Tottemo kawaii watashi to tsukiatteyo! LN - Volume SS 2 Chapter 1
SS 1: Kehidupan Sehari-hari Pasangan Palsu
“Sudah cukup lama sejak Yamato-kun dan aku menjadi pasangan palsu,” gumam Yuzu seolah mengingat sesuatu saat mereka berada di ruang klub sastra (menempatinya tanpa izin). Dengan rambutnya yang dicat dengan warna kalem agar tidak dimarahi guru dan penampilannya yang terawat, Yuzu adalah gadis yang mencolok dan glamor yang kehadirannya meninggalkan kesan abadi.
“Yah, kau benar. Kita akhirnya terbiasa dengan tatapan orang lain,” jawab Yamato. Secara teori, kita “berkencan” satu sama lain, tetapi pada kenyataannya, kita hanyalah mitra bisnis yang berusaha mencapai tujuan masing-masing.
“Ya, awalnya semua orang kaget kalau cewek cantik dan sempurna kayak aku bisa pacaran sama cowok kayak kamu yang nggak menonjol-nonjol,” lanjut Yuzu.
“Aku tidak pernah menyangka akan berpacaran dengan seorang narsisis seperti dia,” kata Yamato.
Yuzu adalah seorang gadis narsis, ekstrovert, dan punya banyak teman, kebalikan dari Yamato. Kombinasi ini menimbulkan rasa disonansi yang signifikan di antara teman-teman sekelasnya.
“Tapi sekarang semua orang sudah menerimanya begitu saja. Baiklah, usaha kita membuahkan hasil. Semua berkat keterampilan sosialku, aku bisa akrab denganmu, Yamato-kun,” kata Yuzu dengan percaya diri.
“Hei, beri aku pujian juga. Kau terlalu memuji diri sendiri,” jawab Yamato.
Jelas, ini adalah momen di mana Yuzu seharusnya memuji pasangannya, tetapi sebaliknya, ia justru menyuntikkan rasa cinta pada dirinya sendiri. Hal ini menunjukkan bahwa ia berbeda dari gadis biasa, tetapi belum tentu dalam hal yang baik.
“Wah, wah. Di antara gadis-gadis di kelas kita, tidak ada yang bisa akrab dengan Yamato-kun seperti aku, kan? Bahkan sekarang, aku jarang berbicara dengan siapa pun di kelas,” kata Yuzu.
“Yah, kuakui aku memang tidak terlalu ramah,” Yamato mengakui.
Dapat dikatakan dengan pasti bahwa banyak gadis yang bahkan tidak menyadari keberadaan Yamato, apalagi mengenalnya dengan baik.
“Benar sekali! Itulah sebabnya semua berkat kemampuan bersosialisasiku aku bisa dekat denganmu. Bahkan orang sepertimu, yang dikenal tidak ramah, telah terbuka padaku dan sekarang mencintaiku,” Yuzu menyatakan dengan bangga.
“Tunggu sebentar,” sela Yamato, menyadari kata-katanya sulit diabaikan.
“Apa?” tanya Yuzu.
“Apa?

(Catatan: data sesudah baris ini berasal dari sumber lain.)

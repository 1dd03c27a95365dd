//! `ensure-import`: make sure Python modules import, installing what is missing.
//!
//! `check` imports each module through the configured interpreter, remediates
//! missing ones (virtual environment or project environment plus an installer
//! run) and prints the resulting module origins and `PYTHONPATH`.

use std::path::{Path, PathBuf};

use anyhow::{Context, Result, bail};
use clap::{Args, Parser, Subcommand};
use serde::Serialize;

use ensure_import::core::config::ConfigArgs;
use ensure_import::core::search_path::SearchPath;
use ensure_import::exit_codes;
use ensure_import::io::config::{CONFIG_FILE, RecoveryConfig, load_config, write_config};
use ensure_import::io::environment::System;
use ensure_import::io::python::{ImportedModule, PythonImporter};
use ensure_import::logging;
use ensure_import::registry::Recovery;

#[derive(Parser)]
#[command(
    name = "ensure-import",
    version,
    about = "Import Python modules, installing missing packages on the fly"
)]
struct Cli {
    /// Log remediation steps to stderr.
    #[arg(short, long, global = true)]
    verbose: bool,

    #[command(subcommand)]
    command: Command,
}

#[derive(Subcommand)]
enum Command {
    /// Import modules, remediating missing ones, and print where they came from.
    Check(CheckArgs),
    /// Write a default `ensure-import.toml` in the current directory.
    Init {
        /// Overwrite an existing file.
        #[arg(short, long)]
        force: bool,
    },
}

#[derive(Args)]
struct CheckArgs {
    /// Modules to import, in order.
    #[arg(required = true)]
    modules: Vec<String>,

    /// Look for modules in this directory instead of installing (repeatable).
    #[arg(long = "sys-path", value_name = "DIR")]
    sys_path: Vec<PathBuf>,

    /// Working directory (or a script inside it) used for environment lookup.
    #[arg(long, value_name = "PATH")]
    workdir: Option<PathBuf>,

    /// Allow installing packages.
    #[arg(long, value_name = "BOOL")]
    install: Option<bool>,

    /// Install into the current interpreter instead of a virtual environment.
    #[arg(long)]
    no_venv: bool,

    /// Terminate with a status code when remediation fails.
    #[arg(long, value_name = "BOOL")]
    exit_on_failure: Option<bool>,

    /// Install PACKAGE when MODULE is missing (repeatable).
    #[arg(long = "map", value_name = "MODULE=PACKAGE", value_parser = parse_mapping)]
    mappings: Vec<(String, String)>,

    /// Policy file (default: ./ensure-import.toml, if present).
    #[arg(long, value_name = "FILE")]
    config: Option<PathBuf>,

    /// Print a JSON report instead of text.
    #[arg(long)]
    json: bool,

    /// Never install anything; missing modules fail the check.
    ///
    /// Always honoured, whatever `no_install_flag` the policy file sets.
    #[arg(long, conflicts_with = "install")]
    no_install: bool,
}

impl CheckArgs {
    fn config_args(&self) -> ConfigArgs {
        let mut args = ConfigArgs::new();
        for entry in &self.sys_path {
            args = args.search_path(entry);
        }
        if let Some(workdir) = &self.workdir {
            args = args.workdir(workdir);
        }
        if self.no_install {
            args = args.install(false);
        } else if let Some(install) = self.install {
            args = args.install(install);
        }
        if self.no_venv {
            args = args.no_venv(true);
        }
        if let Some(exit_on_failure) = self.exit_on_failure {
            args = args.exit_on_failure(exit_on_failure);
        }
        for (module, package) in &self.mappings {
            args = args.package(module, package);
        }
        args
    }
}

#[derive(Serialize)]
struct CheckReport<'a> {
    modules: &'a [ImportedModule],
    search_path: Vec<String>,
}

fn parse_mapping(raw: &str) -> Result<(String, String), String> {
    match raw.split_once('=') {
        Some((module, package)) if !module.trim().is_empty() && !package.trim().is_empty() => {
            Ok((module.trim().to_string(), package.trim().to_string()))
        }
        _ => Err(format!("expected MODULE=PACKAGE, got '{raw}'")),
    }
}

fn main() {
    let cli = Cli::parse();
    logging::init(cli.verbose);
    match run(cli) {
        Ok(code) => std::process::exit(code),
        Err(err) => {
            eprintln!("{err:#}");
            std::process::exit(exit_codes::FAILED);
        }
    }
}

fn run(cli: Cli) -> Result<i32> {
    let cwd = std::env::current_dir().context("resolve current directory")?;
    match cli.command {
        Command::Check(args) => cmd_check(&cwd, &args),
        Command::Init { force } => cmd_init(&cwd, force),
    }
}

fn cmd_check(cwd: &Path, args: &CheckArgs) -> Result<i32> {
    let config_path = args
        .config
        .clone()
        .unwrap_or_else(|| cwd.join(CONFIG_FILE));
    let policy = load_config(&config_path)?;
    let importer = PythonImporter::new(
        &policy.python,
        policy.command_timeout(),
        policy.capture_output_limit_bytes,
    );
    let inherited = std::env::var_os("PYTHONPATH")
        .map(|value| SearchPath::from_env_value(&value))
        .unwrap_or_default();

    let mut recovery =
        Recovery::new(System::from_config(&policy), policy).with_search_path(inherited);
    let result = recovery
        .handler(&args.config_args())
        .run_or_exit(|path| importer.import(&args.modules, path));

    let imported = match result {
        Ok(imported) => imported,
        Err(err) => {
            eprintln!("{err:#}");
            if let Some(reason) = err.unresolved_reason() {
                eprintln!("ensure-import: {}", reason.as_str());
            }
            return Ok(err.exit_code());
        }
    };

    let search_path = recovery.search_path();
    if args.json {
        let report = CheckReport {
            modules: &imported,
            search_path: search_path
                .entries()
                .iter()
                .map(|entry| entry.display().to_string())
                .collect(),
        };
        println!(
            "{}",
            serde_json::to_string_pretty(&report).context("serialize report")?
        );
    } else {
        for module in &imported {
            println!("{}\t{}", module.name, module.origin);
        }
        println!("PYTHONPATH={}", search_path.to_env_value().to_string_lossy());
    }
    Ok(exit_codes::OK)
}

fn cmd_init(cwd: &Path, force: bool) -> Result<i32> {
    let path = cwd.join(CONFIG_FILE);
    if path.exists() && !force {
        bail!("{} already exists (use --force to overwrite)", path.display());
    }
    write_config(&path, &RecoveryConfig::default())?;
    println!("wrote {}", path.display());
    Ok(exit_codes::OK)
}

Tidak, bukan ‘apa’. Kapan aku jatuh cinta padamu?” tanya Yamato.
Meskipun mereka secara teknis berpacaran, hubungan mereka hanya demi kemitraan bisnis. Yamato tidak ingat pernah membuka hatinya kepada Yuzu.

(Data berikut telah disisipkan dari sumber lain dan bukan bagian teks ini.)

//! Detection of per-project environment managers (Poetry, PDM).

use std::fs;
use std::path::{Path, PathBuf};

use anyhow::{Context, Result, anyhow};
use tracing::{debug, instrument};

use crate::io::environment::Environment;
use crate::io::process::ShellCommand;

/// An environment-per-project manager the remediation can defer to.
#[derive(Debug, Clone, Copy, PartialEq, Eq, Hash)]
pub enum ProjectManager {
    Poetry,
    Pdm,
}

/// A manager together with the project root its marker was found in.
#[derive(Debug, Clone, PartialEq, Eq)]
pub struct ManagedProject {
    pub manager: ProjectManager,
    pub root: PathBuf,
}

impl ProjectManager {
    pub const ALL: [ProjectManager; 2] = [ProjectManager::Poetry, ProjectManager::Pdm];

    pub fn program(self) -> &'static str {
        match self {
            ProjectManager::Poetry => "poetry",
            ProjectManager::Pdm => "pdm",
        }
    }

    fn lock_file(self) -> &'static str {
        match self {
            ProjectManager::Poetry => "poetry.lock",
            ProjectManager::Pdm => "pdm.lock",
        }
    }

    fn tool_table(self) -> &'static str {
        match self {
            ProjectManager::Poetry => "poetry",
            ProjectManager::Pdm => "pdm",
        }
    }

    /// Whether `dir` is the root of a project using this manager.
    fn owns(self, env: &impl Environment, dir: &Path) -> bool {
        if env.is_file(&dir.join(self.lock_file())) {
            return true;
        }
        let pyproject = dir.join("pyproject.toml");
        env.is_file(&pyproject)
            && pyproject_tools(&pyproject)
                .map(|tools| tools.iter().any(|t| t == self.tool_table()))
                .unwrap_or(false)
    }

    /// Command whose success means the manager CLI is installed and working.
    pub fn probe_command(self, project_root: &Path) -> ShellCommand {
        ShellCommand::new(self.program())
            .arg("--version")
            .current_dir(project_root)
    }

    /// Resolve the interpreter of the project's environment.
    #[instrument(skip_all, fields(manager = self.program()))]
    pub fn interpreter(self, env: &impl Environment, project_root: &Path) -> Result<PathBuf> {
        match self {
            ProjectManager::Poetry => {
                let cmd = ShellCommand::new("poetry")
                    .args(["env", "info", "--path"])
                    .current_dir(project_root);
                let root = first_line(&env.capture(&cmd)?)
                    .ok_or_else(|| anyhow!("poetry reported no environment"))?;
                Ok(env.resolve_installer_python(Path::new(&root)))
            }
            ProjectManager::Pdm => {
                let cmd = ShellCommand::new("pdm")
                    .args(["info", "--python"])
                    .current_dir(project_root);
                let python = first_line(&env.capture(&cmd)?)
                    .ok_or_else(|| anyhow!("pdm reported no interpreter"))?;
                Ok(PathBuf::from(python))
            }
        }
    }
}

/// Walk from `start` up to `max_levels` ancestors looking for a project marker.
pub fn find_project(
    env: &impl Environment,
    start: &Path,
    max_levels: u32,
) -> Option<ManagedProject> {
    let mut dir = Some(start);
    let mut level = 0;
    while let Some(current) = dir {
        if level > max_levels {
            break;
        }
        for manager in ProjectManager::ALL {
            if manager.owns(env, current) {
                debug!(manager = manager.program(), root = %current.display(), "project marker found");
                return Some(ManagedProject {
                    manager,
                    root: current.to_path_buf(),
                });
            }
        }
        dir = current.parent();
        level += 1;
    }
    None
}

/// Whether the manager CLI answers its probe with status 0.
pub fn manager_available(env: &impl Environment, project: &ManagedProject) -> bool {
    match env.execute(&project.manager.probe_command(&project.root)) {
        Ok(code) => code == 0,
        Err(err) => {
            debug!(err = %err, manager = project.manager.program(), "manager probe failed");
            false
        }
    }
}

/// `[tool.*]` table names declared in a `pyproject.toml`.
fn pyproject_tools(path: &Path) -> Result<Vec<String>> {
    let contents = fs::read_to_string(path).with_context(|| format!("read {}", path.display()))?;
    let doc: toml::Table =
        toml::from_str(&contents).with_context(|| format!("parse {}", path.display()))?;
    let tools = doc
        .get("tool")
        .and_then(toml::Value::as_table)
        .map(|table| table.keys().cloned().collect())
        .unwrap_or_default();
    Ok(tools)
}

fn first_line(output: &str) -> Option<String> {
    output
        .lines()
        .map(str::trim)
        .find(|line| !line.is_empty())
        .map(str::to_string)
}

#[cfg(test)]
mod tests {
    use super::*;
    use crate::test_support::ScriptedEnv;

    #[test]
    fn finds_lock_file_in_ancestor() {
        let temp = tempfile::tempdir().expect("tempdir");
        let nested = temp.path().join("src/app");
        fs::create_dir_all(&nested).expect("mkdir");
        fs::write(temp.path().join("poetry.lock"), "").expect("write");

        let env = ScriptedEnv::new(temp.path());
        let project = find_project(&env, &nested, 3).expect("project");
        assert_eq!(project.manager, ProjectManager::Poetry);
        assert_eq!(project.root, temp.path());
    }

    #[test]
    fn ancestor_walk_is_bounded() {
        let temp = tempfile::tempdir().expect("tempdir");
        let nested = temp.path().join("a/b/c");
        fs::create_dir_all(&nested).expect("mkdir");
        fs::write(temp.path().join("pdm.lock"), "").expect("write");

        let env = ScriptedEnv::new(temp.path());
        assert!(find_project(&env, &nested, 2).is_none());
        assert_eq!(
            find_project(&env, &nested, 3).map(|p| p.manager),
            Some(ProjectManager::Pdm)
        );
    }

    #[test]
    fn pyproject_tool_table_marks_project() {
        let temp = tempfile::tempdir().expect("tempdir");
        fs::write(
            temp.path().join("pyproject.toml"),
            "[project]\nname = \"demo\"\n\n[tool.pdm]\ndistribution = false\n",
        )
        .expect("write");

        let env = ScriptedEnv::new(temp.path());
        let project = find_project(&env, temp.path(), 0).expect("project");
        assert_eq!(project.manager, ProjectManager::Pdm);
    }

    #[test]
    fn plain_pyproject_is_not_managed() {
        let temp = tempfile::tempdir().expect("tempdir");
        fs::write(
            temp.path().join("pyproject.toml"),
            "[project]\nname = \"demo\"\n",
        )
        .expect("write");

        let env = ScriptedEnv::new(temp.path());
        assert!(find_project(&env, temp.path(), 0).is_none());
    }

    #[test]
    fn poetry_interpreter_uses_env_path() {
        let temp = tempfile::tempdir().expect("tempdir");
        let env = ScriptedEnv::new(temp.path())
            .with_capture("poetry", "/cache/pypoetry/virtualenvs/demo-py3.12\n");
        let python = ProjectManager::Poetry
            .interpreter(&env, temp.path())
            .expect("interpreter");
        assert_eq!(
            python,
            crate::io::environment::venv_python(Path::new("/cache/pypoetry/virtualenvs/demo-py3.12"))
        );
    }

    #[test]
    fn unavailable_manager_probe_is_false() {
        let temp = tempfile::tempdir().expect("tempdir");
        let env = ScriptedEnv::new(temp.path()).with_status("poetry", 127);
        let project = ManagedProject {
            manager: ProjectManager::Poetry,
            root: temp.path().to_path_buf(),
        };
        assert!(!manager_available(&env, &project));
    }
}
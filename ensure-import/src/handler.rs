//! The stateful recovery handler kept by the registry.

use std::collections::BTreeMap;
use std::path::PathBuf;

use anyhow::{Context, Result};
use tracing::debug;

use crate::core::config::{ConfigArgs, ResolvedConfig, resolve, working_directory};
use crate::core::packages::PackageMap;
use crate::core::retry::RetryState;
use crate::io::environment::Environment;

/// Attempt history and resolved configuration for one configuration key.
#[derive(Debug, Clone)]
pub struct RecoveryHandler {
    key: ConfigArgs,
    config: ResolvedConfig,
    retry: RetryState,
    packages: PackageMap,
    workdir: Option<PathBuf>,
}

impl RecoveryHandler {
    pub fn new(
        key: ConfigArgs,
        max_attempts: u32,
        package_defaults: &BTreeMap<String, String>,
    ) -> Self {
        let config = resolve(&key);
        let packages = PackageMap::merged(package_defaults, &key.packages);
        Self {
            key,
            config,
            retry: RetryState::new(max_attempts),
            packages,
            workdir: None,
        }
    }

    pub fn key(&self) -> &ConfigArgs {
        &self.key
    }

    pub fn config(&self) -> &ResolvedConfig {
        &self.config
    }

    pub fn retry(&self) -> &RetryState {
        &self.retry
    }

    pub fn retry_mut(&mut self) -> &mut RetryState {
        &mut self.retry
    }

    pub fn packages(&self) -> &PackageMap {
        &self.packages
    }

    /// Working directory, resolved on first use and cached for the handler's lifetime.
    pub fn working_directory(&mut self, env: &impl Environment) -> Result<PathBuf> {
        if let Some(dir) = &self.workdir {
            return Ok(dir.clone());
        }
        let cwd = env.current_dir().context("resolve current directory")?;
        let dir = working_directory(self.config.workdir.as_deref(), &cwd, |p| env.is_file(p));
        debug!(workdir = %dir.display(), "working directory resolved");
        self.workdir = Some(dir.clone());
        Ok(dir)
    }
}

#[cfg(test)]
mod tests {
    use super::*;
    use crate::core::packages::builtin_packages;
    use crate::test_support::ScriptedEnv;

    #[test]
    fn working_directory_is_cached_after_first_use() {
        let first = tempfile::tempdir().expect("tempdir");
        let second = tempfile::tempdir().expect("tempdir");
        let mut handler = RecoveryHandler::new(ConfigArgs::new(), 30, &builtin_packages());

        let resolved = handler
            .working_directory(&ScriptedEnv::new(first.path()))
            .expect("workdir");
        assert_eq!(resolved, first.path());

        let cached = handler
            .working_directory(&ScriptedEnv::new(second.path()))
            .expect("workdir");
        assert_eq!(cached, first.path());
    }

    #[test]
    fn script_path_resolves_to_its_directory() {
        let temp = tempfile::tempdir().expect("tempdir");
        let script = temp.path().join("app.py");
        std::fs::write(&script, "").expect("write");
        let mut handler =
            RecoveryHandler::new(ConfigArgs::new().workdir(&script), 30, &builtin_packages());

        let dir = handler
            .working_directory(&ScriptedEnv::new("/unused"))
            .expect("workdir");
        assert_eq!(dir, temp.path());
    }

    #[test]
    fn overrides_are_instance_local() {
        let defaults = builtin_packages();
        let custom = RecoveryHandler::new(
            ConfigArgs::new().package("dotenv", "dotenv-fork"),
            30,
            &defaults,
        );
        let plain = RecoveryHandler::new(ConfigArgs::new(), 30, &defaults);
        assert_eq!(custom.packages().translate("dotenv"), "dotenv-fork");
        assert_eq!(plain.packages().translate("dotenv"), "python-dotenv");
    }
}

“Apa? Kau sendiri tidak tahu? Kenapa kau tidak menaruh tanganmu di dadamu dan bertanya pada dirimu sendiri?” balas Yuzu.
Mengikuti sarannya, Yamato dengan lembut meletakkan tangannya di dadanya.

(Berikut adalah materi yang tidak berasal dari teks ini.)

//! Python import probe used by the CLI as the guarded import block.
//!
//! The probe runs the interpreter with `PYTHONPATH` set to the current search
//! path and imports each module in order. A missing module is reported by its
//! `ImportError.name`, so the failure reaches the guard already structured.

use std::path::PathBuf;
use std::time::Duration;

use anyhow::{Context, anyhow};
use serde::Serialize;
use tracing::{debug, instrument};

use crate::core::failure::ImportFailure;
use crate::core::search_path::SearchPath;
use crate::error::BlockError;
use crate::io::process::{ShellCommand, run_captured};

/// Exit status the probe script uses for import failures.
const IMPORT_FAILED_STATUS: i32 = 3;

const PROBE_SCRIPT: &str = r#"import importlib, sys
for name in sys.argv[1:]:
    try:
        module = importlib.import_module(name)
    except ImportError as exc:
        sys.stderr.write((exc.name or "") + "\n" + str(exc) + "\n")
        sys.exit(3)
    sys.stdout.write(name + "\t" + (getattr(module, "__file__", None) or "") + "\n")
"#;

/// A module the probe imported, with the file it was loaded from.
#[derive(Debug, Clone, PartialEq, Eq, Serialize)]
pub struct ImportedModule {
    pub name: String,
    /// Empty for namespace and built-in modules.
    pub origin: String,
}

/// Imports modules through a Python interpreter.
#[derive(Debug, Clone)]
pub struct PythonImporter {
    python: PathBuf,
    timeout: Option<Duration>,
    output_limit_bytes: usize,
}

impl PythonImporter {
    pub fn new(
        python: impl Into<PathBuf>,
        timeout: Option<Duration>,
        output_limit_bytes: usize,
    ) -> Self {
        Self {
            python: python.into(),
            timeout,
            output_limit_bytes,
        }
    }

    pub fn command(&self, modules: &[String], search_path: &SearchPath) -> ShellCommand {
        ShellCommand::new(&self.python)
            .args(["-c", PROBE_SCRIPT])
            .args(modules.iter().map(String::as_str))
            .env("PYTHONPATH", search_path.to_env_value())
    }

    /// Import `modules` in order; the first missing one fails the block.
    #[instrument(skip_all, fields(modules = modules.len()))]
    pub fn import(
        &self,
        modules: &[String],
        search_path: &SearchPath,
    ) -> Result<Vec<ImportedModule>, BlockError> {
        let cmd = self.command(modules, search_path);
        let output = run_captured(&cmd, self.timeout, self.output_limit_bytes)
            .context("run python import probe")?;
        if output.timed_out {
            return Err(anyhow!("python import probe timed out").into());
        }
        match output.status.code() {
            Some(0) => {
                let imported = parse_imported(&output.stdout_text());
                debug!(count = imported.len(), "modules imported");
                Ok(imported)
            }
            Some(IMPORT_FAILED_STATUS) => Err(parse_failure(&output.stderr_text()).into()),
            code => Err(anyhow!(
                "python import probe failed with status {code:?}: {}",
                output.stderr_text().trim()
            )
            .into()),
        }
    }
}

fn parse_imported(stdout: &str) -> Vec<ImportedModule> {
    stdout
        .lines()
        .filter(|line| !line.trim().is_empty())
        .map(|line| {
            let (name, origin) = line.split_once('\t').unwrap_or((line, ""));
            ImportedModule {
                name: name.to_string(),
                origin: origin.to_string(),
            }
        })
        .collect()
}

/// First stderr line is the structured name (possibly empty), the rest the message.
fn parse_failure(stderr: &str) -> ImportFailure {
    let mut lines = stderr.lines();
    let name = lines.next().unwrap_or("").trim().to_string();
    let message = lines.collect::<Vec<_>>().join("\n").trim().to_string();
    if name.is_empty() {
        ImportFailure::from_message(message)
    } else {
        ImportFailure::new(vec![name], message)
    }
}

#[cfg(test)]
mod tests {
    use super::*;

    #[test]
    fn parse_failure_prefers_structured_name() {
        let failure = parse_failure("tortoise\nNo module named 'tortoise'\n");
        assert_eq!(failure.reported(), &["tortoise".to_string()]);
        assert_eq!(failure.message(), "No module named 'tortoise'");
    }

    #[test]
    fn parse_failure_without_name_falls_back_to_message() {
        let failure = parse_failure("\ncannot import name 'x' from 'pkg'\n");
        assert!(failure.reported().is_empty());
        assert_eq!(failure.candidate_modules(), vec!["x", "pkg"]);
    }

    #[test]
    fn parse_imported_reads_origins() {
        let imported = parse_imported("six\t/site/six.py\nnspkg\t\n");
        assert_eq!(
            imported,
            vec![
                ImportedModule {
                    name: "six".to_string(),
                    origin: "/site/six.py".to_string(),
                },
                ImportedModule {
                    name: "nspkg".to_string(),
                    origin: String::new(),
                },
            ]
        );
    }

    #[test]
    fn command_sets_pythonpath() {
        let mut path = SearchPath::new();
        path.extend("/opt/site");
        let importer = PythonImporter::new("python3", None, 1000);
        let cmd = importer.command(&["six".to_string()], &path);
        assert!(cmd.has_arg("six"));
        assert_eq!(cmd.envs.len(), 1);
        assert_eq!(cmd.envs[0].0, "PYTHONPATH");
        assert_eq!(cmd.envs[0].1, path.to_env_value());
    }
}
use crate::core::config::ResolvedConfig;
use crate::core::failure::ImportFailure;
use crate::core::search_path::SearchPath;
use crate::error::{BlockError, GuardError, Unresolved};
use crate::exit_codes;
use crate::io::environment::Environment;
use crate::registry::Handle;
use crate::remediate::{RemediationRequest, plan, remediate};

/// Result of one guarded cycle.
#[derive(Debug, Clone, PartialEq, Eq)]
pub enum Attempt<T> {
    /// The block completed; no further cycle is needed.
    Ready(T),
    /// The environment was changed; run the block again.
    Retry,
}

impl<E: Environment> Handle<'_, E> {
    /// Run `body` once against the current search path.
    #[instrument(skip_all, fields(attempt = self.attempt_count()))]
    pub fn guard<T, F>(&mut self, body: F) -> Result<Attempt<T>, GuardError>
    where
        F: FnOnce(&SearchPath) -> Result<T, BlockError>,
    {
        match body(&*self.search_path) {
            Ok(value) => {
                self.handler.retry_mut().mark_success();
                debug!("guarded block completed");
                Ok(Attempt::Ready(value))
            }
            Err(BlockError::Other(err)) => {
                self.handler.retry_mut().mark_unrelated();
                debug!("unrelated failure in guarded block");
                Err(GuardError::Other(err))
            }
            Err(BlockError::Import(failure)) => {
                self.handler.retry_mut().mark_failure();
                info!(message = failure.message(), "import failed");
                self.recover(failure)
            }
        }
    }

    /// Drive `body` until it completes or recovery gives up.
    pub fn run<T, F>(&mut self, mut body: F) -> Result<T, GuardError>
    where
        F: FnMut(&SearchPath) -> Result<T, BlockError>,
    {
        let mut ready = None;
        while self.should_retry() {
            if let Attempt::Ready(value) = self.guard(&mut body)? {
                ready = Some(value);
            }
        }
        ready.ok_or_else(|| GuardError::Exhausted {
            attempts: self.attempt_count(),
        })
    }

    /// Like [`Handle::run`], but terminates the process when the handler is
    /// configured to exit on fatal failures.
    pub fn run_or_exit<T, F>(&mut self, body: F) -> Result<T, GuardError>
    where
        F: FnMut(&SearchPath) -> Result<T, BlockError>,
    {
        let result = self.run(body);
        if let Err(err) = &result
            && let Some(code) = exit_status(self.config(), err)
        {
            error!(code, err = %err, "import recovery failed");
            std::process::exit(code);
        }
        result
    }

    fn recover<T>(&mut self, failure: ImportFailure) -> Result<Attempt<T>, GuardError> {
        if self.config().has_search_path() {
            return self.apply_search_path(failure);
        }
        if self.handler.retry().exhausted() {
            warn!(
                attempts = self.attempt_count(),
                message = failure.message(),
                "retries exhausted"
            );
            return Err(unresolved(failure, Unresolved::Exhausted));
        }

        let workdir = self.working_directory().map_err(GuardError::Other)?;
        let request = RemediationRequest {
            failure: &failure,
            packages: self.handler.packages(),
            config: self.handler.config(),
            workdir: &workdir,
            policy: self.policy,
        };
        let plan = match plan(self.env, &request) {
            Ok(plan) => plan,
            Err(reason) => return Err(unresolved(failure, reason)),
        };
        let report = remediate(self.env, &plan, self.policy, self.search_path, self.targets)?;
        info!(
            packages = ?report.packages,
            installed = report.installed,
            python = %report.target.python().display(),
            "remediation complete, retrying"
        );
        Ok(Attempt::Retry)
    }

    /// Extend the search path with the configured entries for a bounded
    /// number of attempts instead of installing anything.
    fn apply_search_path<T>(&mut self, failure: ImportFailure) -> Result<Attempt<T>, GuardError> {
        if self.handler.retry().exhausted()
            || self.attempt_count() > self.policy.search_path_attempts
        {
            warn!(
                attempts = self.attempt_count(),
                message = failure.message(),
                "configured search path did not resolve import"
            );
            return Err(unresolved(failure, Unresolved::SearchPathExhausted));
        }
        let workdir = self.working_directory().map_err(GuardError::Other)?;
        for entry in &self.handler.config().search_path {
            let entry = if entry.is_absolute() {
                entry.clone()
            } else {
                workdir.join(entry)
            };
            if self.search_path.extend(&entry) {
                info!(entry = %entry.display(), "search path extended");
            }
        }
        Ok(Attempt::Retry)
    }
}

fn unresolved(failure: ImportFailure, reason: Unresolved) -> GuardError {
    debug!(reason = reason.as_str(), "import failure left unresolved");
    GuardError::Unresolved { failure, reason }
}

/// Exit status for `err` under `config`, or `None` to return it to the caller.
///
/// Only fatal outcomes exit: remediation failures and exhausted retries.
pub fn exit_status(config: &ResolvedConfig, err: &GuardError) -> Option<i32> {
    if !config.exit_on_failure {
        return None;
    }
    match err {
        GuardError::Remediation(err) => Some(err.exit_code()),
        GuardError::Unresolved {
            reason: Unresolved::Exhausted,
            ..
        }
        | GuardError::Exhausted { .. } => Some(exit_codes::UNRESOLVED),
        GuardError::Unresolved { .. } | GuardError::Other(_) => None,
    }
}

“Saat saya mencobanya, jawaban yang saya dapatkan adalah, ‘Jangan terlibat dengan gadis ini, dia masalah.’ Saya benar-benar ingin mengikuti suara hati saya,” jawab Yamato.
“Apa!?” seru Yuzu.
Wajah Yuzu memerah saat dia mencurahkan perasaannya yang sebenarnya, tetapi Yamato berhasil menahannya dengan susah payah.
“Hei, itu menyakitkan, Yamato-kun. Karena aku menghabiskan waktu dengan diriku yang imut ini setiap hari sepulang sekolah, wajar saja jika kau jatuh cinta padaku, kan?” Yuzu bersikeras.
“Sama sekali tidak. Soalnya, bahkan jika itu orang lain, terus-menerus dibombardir dengan pujian diri sendiri dari jarak sedekat itu akan membuat siapa pun merasa mual,” jawab Yamato.
Itu adalah kenyataan yang sangat kejam bagi seorang narsisis seperti Yuzu, tetapi dia harus menerimanya dengan hati yang kuat.
“Um, ya… Benar juga. Kurasa tidak ada orang lain yang bisa sedekat aku dengan Yamato-kun, bahkan di antara gadis-gadis di kelas kita. Aku masih belum bisa mengobrol dengan baik dengan orang lain,” Yuzu mengakui.
“Tepat sekali. Sikapku memang tidak menyenangkan,” Yamato mengakui.
Sebelum mendekat, banyak gadis mungkin bahkan tidak menyadari keberadaan Yamato.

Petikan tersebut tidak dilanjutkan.